The ERC was expanded and enhanced in a series of bills over the past year and is intended to be in place for all of 2021. However, in the Senate’s proposed infrastructure bill, the ERC was eliminated for the fourth quarter of 2021 as a cost-saving matter. Since then, however, the number of small and medium businesses applying for the ERC has increased by the thousands each day.

So, what should shops do to take advantage of the ERC? One, take a close look at whether you qualify for the first three quarters of 2021 and, before that, 2020. To claim the credit, an employer can reduce the quarterly 941 deposit. A refund can also be requested on Form 941 and employers that did not claim the credit previously can change previous 941 forms to claim the credit.

Also, plan to take the ERC for the fourth quarter and begin preparing the necessary paperwork and documentation. Eric Hylton, former IRS commissioner, says that documentation—and constructing a narrative that shows why you are eligible for the credit—is crucial should you get audited in the future.  

Lastly, before applying, make sure to check in with your tax advisor, accountant or a firm like the Alliant Group to determine how to best claim the credit and if it makes sense for you.  

Time Ticking on EIDL

Another popular COVID-19 relief program is the Economic Injury Disaster Loan, or EIDL.

It was a hit with business owners, mostly due to a $10,000 grant component. Eligible business owners were able to secure the grant as part of the EIDL loan program. The Small Business Administration, which manages the program, disbursed around 447,000 of those grants through Oct. 21, according to MassLive.

There is another grant program, called the Supplemental Targeted Advance, that provides an additional $5,000 to certain employers, even if they received a grant as part of EIDL already. Criteria are that a business operates in a low-income community, it can prove more than a 50 percent economic loss due to COVID-19, and that it has 10 or fewer employees.

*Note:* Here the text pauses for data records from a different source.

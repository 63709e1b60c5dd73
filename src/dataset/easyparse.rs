// src/dataset/easyparse.rs

use crate::common::sample::Sample;

/// Size of the timestamp leading each sample record.
pub const TIMESTAMP_LEN: usize = 8;

/// Size of one reading in a sample record.
pub const READING_LEN: usize = 4;

/// Size of one sample record for `channels` channels.
pub const fn sample_record_len(channels: usize) -> usize {
    TIMESTAMP_LEN + READING_LEN * channels
}

/// Decodes one sample record: a little-endian `u64` timestamp followed by one little-endian
/// `f32` per channel.
///
/// `record` must be exactly [`sample_record_len`]`(channels)` bytes and `channels` must not
/// exceed [`MAX_CHANNELS`](crate::common::sample::MAX_CHANNELS).
pub(super) fn decode_sample(record: &[u8], channels: usize) -> Sample {
    let mut timestamp = [0u8; TIMESTAMP_LEN];
    timestamp.copy_from_slice(&record[..TIMESTAMP_LEN]);
    let readings = record[TIMESTAMP_LEN..]
        .chunks_exact(READING_LEN)
        .take(channels)
        .map(|reading| {
            let mut bytes = [0u8; READING_LEN];
            bytes.copy_from_slice(reading);
            f64::from(f32::from_le_bytes(bytes))
        });
    Sample::from_readings(u64::from_le_bytes(timestamp) as i64, readings)
}
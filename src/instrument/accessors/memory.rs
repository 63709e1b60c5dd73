// src/instrument/accessors/memory.rs

use core::fmt::Debug;

use crate::common::{
    error::RbrError,
    hal_traits::{InstrumentClock, InstrumentTransport},
};
use crate::dataset::{Dataset, MemoryFormat};
use crate::instrument::{Instrument, SampleHandler};

/// Answer to `meminfo`, in bytes.
#[derive(Debug, Copy, Clone, PartialEq, Eq)]
pub struct MemoryInfo {
    pub used: u32,
    pub remaining: u32,
    pub size: u32,
}

impl<IF, H> Instrument<IF, H>
where
    IF: InstrumentTransport + InstrumentClock,
    IF::Error: Debug,
    H: SampleHandler,
{
    /// Memory used by `dataset`, and what is left.
    pub fn meminfo(&mut self, dataset: Dataset) -> Result<MemoryInfo, RbrError<IF::Error>> {
        self.converse(format_args!("meminfo dataset = {}", dataset))?;

        let mut used: Option<u32> = None;
        let mut remaining: Option<u32> = None;
        let mut size: Option<u32> = None;
        for p in self.parameters() {
            match p.key {
                "used" => used = Some(Self::value(&p)?),
                "remaining" => remaining = Some(Self::value(&p)?),
                "size" => size = Some(Self::value(&p)?),
                _ => {}
            }
        }

        match (used, remaining, size) {
            (Some(used), Some(remaining), Some(size)) => Ok(MemoryInfo {
                used,
                remaining,
                size,
            }),
            _ => Err(RbrError::InvalidFormat),
        }
    }

    /// Storage format of the standard dataset.
    pub fn memformat(&mut self) -> Result<MemoryFormat, RbrError<IF::Error>> {
        self.converse(format_args!("memformat type"))?;
        let format = self.required("type")?;
        Self::value(&format)
    }

    /// Selects the storage format used for the next logging session.
    pub fn set_memformat(&mut self, format: MemoryFormat) -> Result<(), RbrError<IF::Error>> {
        self.converse(format_args!("memformat type = {}", format))
    }
}

#[cfg(test)]
mod tests {
    use super::*;
    use crate::instrument::mock::{open_with_id, L3_ID};

    #[test]
    fn test_meminfo() {
        let mut instrument = open_with_id(L3_ID);
        instrument
            .interface_mut()
            .queue_line("meminfo dataset = 1, used = 24576, remaining = 134193152, size = 134217728");
        let info = instrument.meminfo(Dataset::EasyParseSamples).unwrap();
        assert_eq!(instrument.last_command(), "meminfo dataset = 1\r\n");
        assert_eq!(
            info,
            MemoryInfo {
                used: 24576,
                remaining: 134_193_152,
                size: 134_217_728
            }
        );
    }

    #[test]
    fn test_meminfo_missing_field() {
        let mut instrument = open_with_id(L3_ID);
        instrument.interface_mut().queue_line("meminfo dataset = 1, used = 24576");
        assert!(matches!(
            instrument.meminfo(Dataset::EasyParseSamples),
            Err(RbrError::InvalidFormat)
        ));
    }

    #[test]
    fn test_memformat() {
        let mut instrument = open_with_id(L3_ID);
        instrument
            .interface_mut()
            .queue_line("memformat type = calbin00, availabletypes = rawbin00|calbin00");
        assert_eq!(instrument.memformat().unwrap(), MemoryFormat::Calbin00);

        instrument.interface_mut().queue_line("memformat type = rawbin00");
        instrument.set_memformat(MemoryFormat::Rawbin00).unwrap();
        assert_eq!(instrument.last_command(), "memformat type = rawbin00\r\n");
    }
}
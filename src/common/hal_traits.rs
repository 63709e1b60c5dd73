// src/common/hal_traits.rs

use core::fmt::Debug;
use core::time::Duration;

/// Abstraction for the time source and delays used by the conversation engine.
pub trait InstrumentClock {
    /// Monotonic milliseconds. The epoch is arbitrary; only differences are used.
    fn now_ms(&mut self) -> u64;

    /// Blocks for at least `duration`.
    fn sleep(&mut self, duration: Duration);
}

/// Abstraction for the byte transport (serial, USB CDC, WiFi socket...) to an instrument.
///
/// Both methods block for at most `timeout`. The library never enforces the timeout itself; it
/// hands the connection's configured value through and acts on what the callback reports.
pub trait InstrumentTransport {
    /// Associated error type for communication errors.
    type Error: Debug;

    /// Reads at most `buf.len()` bytes into `buf`, returning how many were read.
    ///
    /// Returns `Err(nb::Error::WouldBlock)` when no data arrived within `timeout`. Other errors
    /// are returned as `Err(nb::Error::Other(Self::Error))` and abort the current operation.
    fn read(&mut self, buf: &mut [u8], timeout: Duration) -> nb::Result<usize, Self::Error>;

    /// Writes all of `data`.
    ///
    /// Returns `Err(nb::Error::WouldBlock)` if the bytes could not be sent within `timeout`.
    fn write(&mut self, data: &[u8], timeout: Duration) -> nb::Result<(), Self::Error>;
}

/// Mutable references to an interface are interfaces as well, so a connection can borrow a
/// transport it does not own.
impl<T: InstrumentClock + ?Sized> InstrumentClock for &mut T {
    fn now_ms(&mut self) -> u64 {
        (**self).now_ms()
    }

    fn sleep(&mut self, duration: Duration) {
        (**self).sleep(duration)
    }
}

impl<T: InstrumentTransport + ?Sized> InstrumentTransport for &mut T {
    type Error = T::Error;

    fn read(&mut self, buf: &mut [u8], timeout: Duration) -> nb::Result<usize, Self::Error> {
        (**self).read(buf, timeout)
    }

    fn write(&mut self, data: &[u8], timeout: Duration) -> nb::Result<(), Self::Error> {
        (**self).write(data, timeout)
    }
}
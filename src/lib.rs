// src/lib.rs

#![cfg_attr(not(any(test, feature = "std")), no_std)] // no_std unless std is requested

pub mod common;
pub mod dataset;
pub mod instrument;

// Re-export key types for convenience
pub use common::{Generation, RbrError, Sample};
pub use dataset::{Dataset, DatasetParser, ParserConfig};
pub use instrument::{Instrument, SampleHandler};
// src/instrument/transaction.rs

use super::io_helpers::ReadOutcome;
use super::{Instrument, SampleHandler};
use crate::common::{
    error::RbrError,
    hal_traits::{InstrumentClock, InstrumentTransport},
    response::{MessageKind, ResponseParser},
    sample::Sample,
};
use core::fmt::{self, Debug};

impl<IF, H> Instrument<IF, H>
where
    IF: InstrumentTransport + InstrumentClock,
    IF::Error: Debug,
    H: SampleHandler,
{
    /// Sends a command and waits for its response.
    ///
    /// Lines that do not answer the command (streamed samples, leftovers of earlier exchanges)
    /// are skipped. The matching response stays available through [`response`](Self::response)
    /// and [`last_message`](Self::last_message) until the next communication.
    ///
    /// # Arguments
    ///
    /// * `command` - The command text, typically from `format_args!`. The `\r\n` terminator is
    ///   appended if missing.
    ///
    /// # Returns
    ///
    /// * `Ok(())` for a matching response or a warning.
    /// * `Err(RbrError::Hardware)` if the instrument answered with an error; the message keeps
    ///   its number and text.
    /// * `Err(RbrError::Timeout)` if the transport timed out before a matching response arrived.
    pub fn converse(&mut self, command: fmt::Arguments<'_>) -> Result<(), RbrError<IF::Error>> {
        self.send_command(command)?;
        self.await_response(false, None).map(|_| ())
    }

    /// Reads one response cycle without sending anything.
    ///
    /// Streamed samples go to the handler; the first other line becomes the response.
    pub fn read_response(&mut self) -> Result<(), RbrError<IF::Error>> {
        self.read_cycle(false, None)?;
        self.check_message()
    }

    fn check_message(&self) -> Result<(), RbrError<IF::Error>> {
        let message = self.last_message();
        match message.kind {
            MessageKind::Error => Err(RbrError::Hardware {
                number: message.number,
            }),
            _ => Ok(()),
        }
    }

    /// Whether the current line is an info response to the last command sent.
    fn answers_last_command(&self) -> bool {
        ResponseParser::new(self.response()).command() == self.command.name()
    }

    /// Reads until the response to the last command (or, with `break_on_sample`, a sample) arrives.
    pub(super) fn await_response(
        &mut self,
        break_on_sample: bool,
        mut output: Option<&mut Sample>,
    ) -> Result<ReadOutcome, RbrError<IF::Error>> {
        loop {
            if self.read_cycle(break_on_sample, output.as_deref_mut())? == ReadOutcome::Sample {
                return Ok(ReadOutcome::Sample);
            }

            match self.last_message().kind {
                MessageKind::Error | MessageKind::Warning => {
                    self.check_message()?;
                    return Ok(ReadOutcome::Response);
                }
                MessageKind::Info if self.answers_last_command() => {
                    return Ok(ReadOutcome::Response);
                }
                _ => {
                    log::trace!(
                        "skipping {:?} while waiting for {:?}",
                        self.response(),
                        self.command.name()
                    );
                }
            }
        }
    }
}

The loan program, which includes the grant portion, has been widely used. Some 2.8 million loans for $283 billion have been approved, MassLive reports. In the fall of 2021, the SBA increased the loan cap from $500,000 to $2 million. The SBA also expanded the potential uses for the loan funds, including the ability to pay down other debt.

It’s important to know that these programs end in 2021, according to current rules. 

To apply for the grant portion, owners must apply for the EIDL through the Small Business Administration. Accepting a loan is not required to accept a grant.